Taxa Selic em junho fica em 9,67% quando descontada a inflação projetada para os próximos 12 meses, consolidando liderança global

Brasil mantém maior juro real do mundo mesmo com corte do BC
Banco Central mantém Brasil no topo do ranking global de juros reais apesar de arrocho monetário

Mesmo com redução na taxa básica, juro real do Brasil permanece em 9,67% em junho e lidera entre principais economias mundiais

Brasil segue com maior juro real do mundo em junho

O Brasil consolidou sua posição de destaque negativo no ranking internacional de juros reais em junho de 2026. A taxa real alcançou 9,67%, resultado do cálculo entre a Selic e a inflação projetada para os próximos 12 meses. Essa métrica reflete o custo efetivo do crédito no país quando removidos os efeitos da inflação esperada.

Desempenho apesar do arrocho monetário

A manutenção da liderança brasileira no topo das maiores taxas reais ocorre mesmo com os recentes cortes implementados pelo Banco Central. O movimento de redução gradual da Selic não foi suficiente para aproximar a economia brasileira dos patamares internacionais, evidenciando a magnitude dos desafios inflacionários enfrentados pela nação.

Especialistas apontam que a persistência de pressões de demanda, custos internos e incertezas fiscais mantêm elevados os juros reais necessários para ancorar expectativas de inflação.

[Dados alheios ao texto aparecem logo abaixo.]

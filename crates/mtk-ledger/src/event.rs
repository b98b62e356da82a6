//! Ledger notifications, the event log, and history replay.
//!
//! This module provides:
//! - [`Event`]: the notifications emitted by successful operations
//! - [`EventLog`]: the ordered, sequence-numbered log with live streaming
//! - [`History`]: tables rebuilt purely by replaying the log

use std::collections::BTreeMap;

use serde::{Deserialize, Serialize};
use tokio::sync::broadcast;

use crate::address::Address;
use crate::amount::Amount;
use crate::clock::Timestamp;
use crate::error::{LedgerError, Result};

/// Default capacity of the live event channel.
pub const DEFAULT_STREAM_BUFFER: usize = 1024;

/// A notification emitted by a successful ledger operation.
#[derive(Debug, Clone, PartialEq, Eq, Serialize, Deserialize)]
#[serde(tag = "event", rename_all = "snake_case")]
pub enum Event {
    /// Tokens moved between accounts. Issuance uses the zero address as `from`.
    Transfer {
        /// Debited account.
        from: Address,
        /// Credited account.
        to: Address,
        /// Amount moved.
        amount: Amount,
    },
    /// An allowance was set.
    Approval {
        /// Account whose tokens may be spent.
        owner: Address,
        /// Account allowed to spend.
        spender: Address,
        /// New allowance.
        amount: Amount,
    },
    /// Tokens were bought with native currency.
    TokensPurchased {
        /// Buyer.
        buyer: Address,
        /// Native value paid.
        paid_value: Amount,
        /// Tokens delivered.
        token_amount: Amount,
    },
}

impl Event {
    /// Short name of the event kind.
    #[must_use]
    pub const fn name(&self) -> &'static str {
        match self {
            Self::Transfer { .. } => "Transfer",
            Self::Approval { .. } => "Approval",
            Self::TokensPurchased { .. } => "TokensPurchased",
        }
    }
}

/// An event with its position in the log.
#[derive(Debug, Clone, PartialEq, Eq, Serialize, Deserialize)]
pub struct EventRecord {
    /// Sequence number, starting at 1 and increasing by one per event.
    pub seq: u64,
    /// Time of the operation that emitted the event.
    pub timestamp: Timestamp,
    /// The event itself.
    #[serde(flatten)]
    pub event: Event,
}

/// Append-only event log with a live broadcast channel.
#[derive(Debug)]
pub struct EventLog {
    records: Vec<EventRecord>,
    broadcast: broadcast::Sender<EventRecord>,
}

impl EventLog {
    /// Create an empty log.
    #[must_use]
    pub fn new() -> Self {
        Self::with_buffer(DEFAULT_STREAM_BUFFER)
    }

    /// Create an empty log whose live channel holds `buffer` events.
    #[must_use]
    pub fn with_buffer(buffer: usize) -> Self {
        let (broadcast, _) = broadcast::channel(buffer.max(1));
        Self {
            records: Vec::new(),
            broadcast,
        }
    }

    /// Append the events of one operation and return their records.
    pub fn append(&mut self, events: Vec<Event>, timestamp: Timestamp) -> Vec<EventRecord> {
        let first = self.next_seq();
        let appended: Vec<EventRecord> = events
            .into_iter()
            .zip(first..)
            .map(|(event, seq)| EventRecord {
                seq,
                timestamp,
                event,
            })
            .collect();

        for record in &appended {
            // No subscribers is not an error.
            let _ = self.broadcast.send(record.clone());
        }
        self.records.extend(appended.iter().cloned());
        appended
    }

    /// All records from inception.
    #[must_use]
    pub fn records(&self) -> &[EventRecord] {
        &self.records
    }

    /// Records with a sequence number strictly greater than `seq`.
    #[must_use]
    pub fn since(&self, seq: u64) -> &[EventRecord] {
        let start = self.records.partition_point(|r| r.seq <= seq);
        &self.records[start..]
    }

    /// Number of records.
    #[must_use]
    pub fn len(&self) -> usize {
        self.records.len()
    }

    /// Whether the log is empty.
    #[must_use]
    pub fn is_empty(&self) -> bool {
        self.records.is_empty()
    }

    /// Subscribe to events appended from now on.
    #[must_use]
    pub fn subscribe(&self) -> broadcast::Receiver<EventRecord> {
        self.broadcast.subscribe()
    }

    fn next_seq(&self) -> u64 {
        self.records.last().map_or(1, |r| r.seq + 1)
    }
}

impl Default for EventLog {
    fn default() -> Self {
        Self::new()
    }
}

/// Ledger tables reconstructed from the event log alone.
#[derive(Debug, Clone, Default, PartialEq, Eq)]
pub struct History {
    /// Non-zero balances.
    pub balances: BTreeMap<Address, Amount>,
    /// Non-zero allowances keyed by (owner, spender).
    pub allowances: BTreeMap<(Address, Address), Amount>,
    /// Total issued supply.
    pub total_supply: Amount,
    /// Native value paid across all purchases.
    pub total_paid: Amount,
    /// Tokens delivered across all purchases.
    pub total_purchased: Amount,
    /// Number of purchases.
    pub purchases: u64,
}

impl History {
    /// Replay records in order.
    ///
    /// # Errors
    ///
    /// Returns error if the records describe an impossible history (a debit
    /// below zero or an overflowing total).
    pub fn replay<'a>(records: impl IntoIterator<Item = &'a EventRecord>) -> Result<Self> {
        let mut history = Self::default();
        for record in records {
            history.apply(&record.event)?;
        }
        Ok(history)
    }

    /// Apply one event.
    ///
    /// # Errors
    ///
    /// Returns error if the event cannot follow the current state.
    pub fn apply(&mut self, event: &Event) -> Result<()> {
        match event {
            Event::Transfer { from, to, amount } => {
                if from.is_zero() {
                    self.total_supply = self
                        .total_supply
                        .checked_add(*amount)
                        .ok_or_else(|| LedgerError::overflow("replay issuance"))?;
                } else {
                    let have = self.balances.get(from).copied().unwrap_or_default();
                    let remaining =
                        have.checked_sub(*amount)
                            .ok_or(LedgerError::InsufficientBalance {
                                account: *from,
                                have,
                                need: *amount,
                            })?;
                    Self::set_entry(&mut self.balances, *from, remaining);
                }
                let credited = self
                    .balances
                    .get(to)
                    .copied()
                    .unwrap_or_default()
                    .checked_add(*amount)
                    .ok_or_else(|| LedgerError::overflow("replay transfer"))?;
                Self::set_entry(&mut self.balances, *to, credited);
            }
            Event::Approval {
                owner,
                spender,
                amount,
            } => {
                Self::set_entry(&mut self.allowances, (*owner, *spender), *amount);
            }
            Event::TokensPurchased {
                paid_value,
                token_amount,
                ..
            } => {
                self.total_paid = self
                    .total_paid
                    .checked_add(*paid_value)
                    .ok_or_else(|| LedgerError::overflow("replay purchase value"))?;
                self.total_purchased = self
                    .total_purchased
                    .checked_add(*token_amount)
                    .ok_or_else(|| LedgerError::overflow("replay purchase tokens"))?;
                self.purchases += 1;
            }
        }
        Ok(())
    }

    fn set_entry<K: Ord>(map: &mut BTreeMap<K, Amount>, key: K, value: Amount) {
        if value.is_zero() {
            map.remove(&key);
        } else {
            map.insert(key, value);
        }
    }
}

#[cfg(test)]
mod tests {
    use super::*;

    fn transfer(from: Address, to: Address, tokens: u64) -> Event {
        Event::Transfer {
            from,
            to,
            amount: Amount::from_tokens(tokens),
        }
    }

    #[test]
    fn test_append_assigns_consecutive_sequence_numbers() {
        let mut log = EventLog::new();
        let a = Address::random();
        let first = log.append(vec![transfer(Address::ZERO, a, 10)], 5);
        let second = log.append(
            vec![transfer(a, Address::random(), 1), transfer(a, Address::random(), 2)],
            6,
        );

        assert_eq!(first[0].seq, 1);
        assert_eq!(second[0].seq, 2);
        assert_eq!(second[1].seq, 3);
        assert_eq!(second[1].timestamp, 6);
        assert_eq!(log.len(), 3);
    }

    #[test]
    fn test_since_returns_tail() {
        let mut log = EventLog::new();
        let a = Address::random();
        for _ in 0..5 {
            log.append(vec![transfer(Address::ZERO, a, 1)], 0);
        }
        assert_eq!(log.since(0).len(), 5);
        assert_eq!(log.since(3).len(), 2);
        assert_eq!(log.since(3)[0].seq, 4);
        assert!(log.since(5).is_empty());
        assert!(log.since(99).is_empty());
    }

    #[test]
    fn test_subscribe_receives_new_events() {
        let mut log = EventLog::new();
        let mut rx = log.subscribe();
        let a = Address::random();
        log.append(vec![transfer(Address::ZERO, a, 3)], 1);

        let received = rx.try_recv().expect("event delivered");
        assert_eq!(received.seq, 1);
        assert_eq!(received.event, transfer(Address::ZERO, a, 3));
    }

    #[test]
    fn test_append_without_subscribers() {
        let mut log = EventLog::with_buffer(0);
        log.append(vec![transfer(Address::ZERO, Address::random(), 1)], 0);
        assert!(!log.is_empty());
    }

    #[test]
    fn test_replay_mint_and_transfer() {
        let mut log = EventLog::new();
        let (a, b) = (Address::random(), Address::random());
        log.append(vec![transfer(Address::ZERO, a, 100)], 0);
        log.append(vec![transfer(a, b, 40)], 0);

        let history = History::replay(log.records()).expect("replay");
        assert_eq!(history.total_supply, Amount::from_tokens(100));
        assert_eq!(history.balances.get(&a), Some(&Amount::from_tokens(60)));
        assert_eq!(history.balances.get(&b), Some(&Amount::from_tokens(40)));
    }

    #[test]
    fn test_replay_approval_overwrites() {
        let (owner, spender) = (Address::random(), Address::random());
        let mut history = History::default();
        for tokens in [10, 3] {
            history
                .apply(&Event::Approval {
                    owner,
                    spender,
                    amount: Amount::from_tokens(tokens),
                })
                .expect("apply");
        }
        assert_eq!(
            history.allowances.get(&(owner, spender)),
            Some(&Amount::from_tokens(3))
        );
    }

    #[test]
    fn test_replay_rejects_impossible_debit() {
        let event = transfer(Address::random(), Address::random(), 1);
        let result = History::default().apply(&event);
        assert!(matches!(result, Err(LedgerError::InsufficientBalance { .. })));
    }

    #[test]
    fn test_replay_zero_transfer_keeps_tables_clean() {
        let (a, b) = (Address::random(), Address::random());
        let mut history = History::default();
        history.apply(&transfer(a, b, 0)).expect("zero transfer");
        assert!(history.balances.is_empty());
    }

    #[test]
    fn test_record_serialization_is_flat() {
        let record = EventRecord {
            seq: 7,
            timestamp: 42,
            event: Event::TokensPurchased {
                buyer: Address::ZERO,
                paid_value: Amount::from_tokens(1),
                token_amount: Amount::from_tokens(1000),
            },
        };
        let json = serde_json::to_value(&record).expect("serialize");
        assert_eq!(json["event"], "tokens_purchased");
        assert_eq!(json["seq"], 7);
        assert_eq!(json["token_amount"], "1000");

        let parsed: EventRecord = serde_json::from_value(json).expect("deserialize");
        assert_eq!(parsed, record);
    }
}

O cenário reflete a complexidade do ambiente macroeconômico atual.

Comparativo internacional

Quando comparada a outras grandes economias, a diferença torna-se evidente. Nações desenvolvidas e emergentes convivem com juros reais significativamente menores, refletindo diferentes dinâmicas inflacionárias e credibilidade institucional. A taxa brasileira de 9,67% supera amplamente a maioria dos seus pares globais.

Esse cenário afeta diretamente o custo do crédito para pessoas físicas e jurídicas, influenciando decisões de consumo, investimento e emprego. O juro real elevado restringe a disponibilidade de crédito acessível e pressiona a atividade econômica.

Perspectivas para o mercado

O mercado acompanha atentamente a estratégia do Banco Central quanto aos próximos passos na condução da política monetária. A inflação esperada para os próximos meses será determinante na trajetória dos juros reais brasileiros. A redução dessa métrica depende tanto de cortes na Selic quanto da convergência das expectativas inflacionárias para a meta estabelecida pelas autoridades monetárias.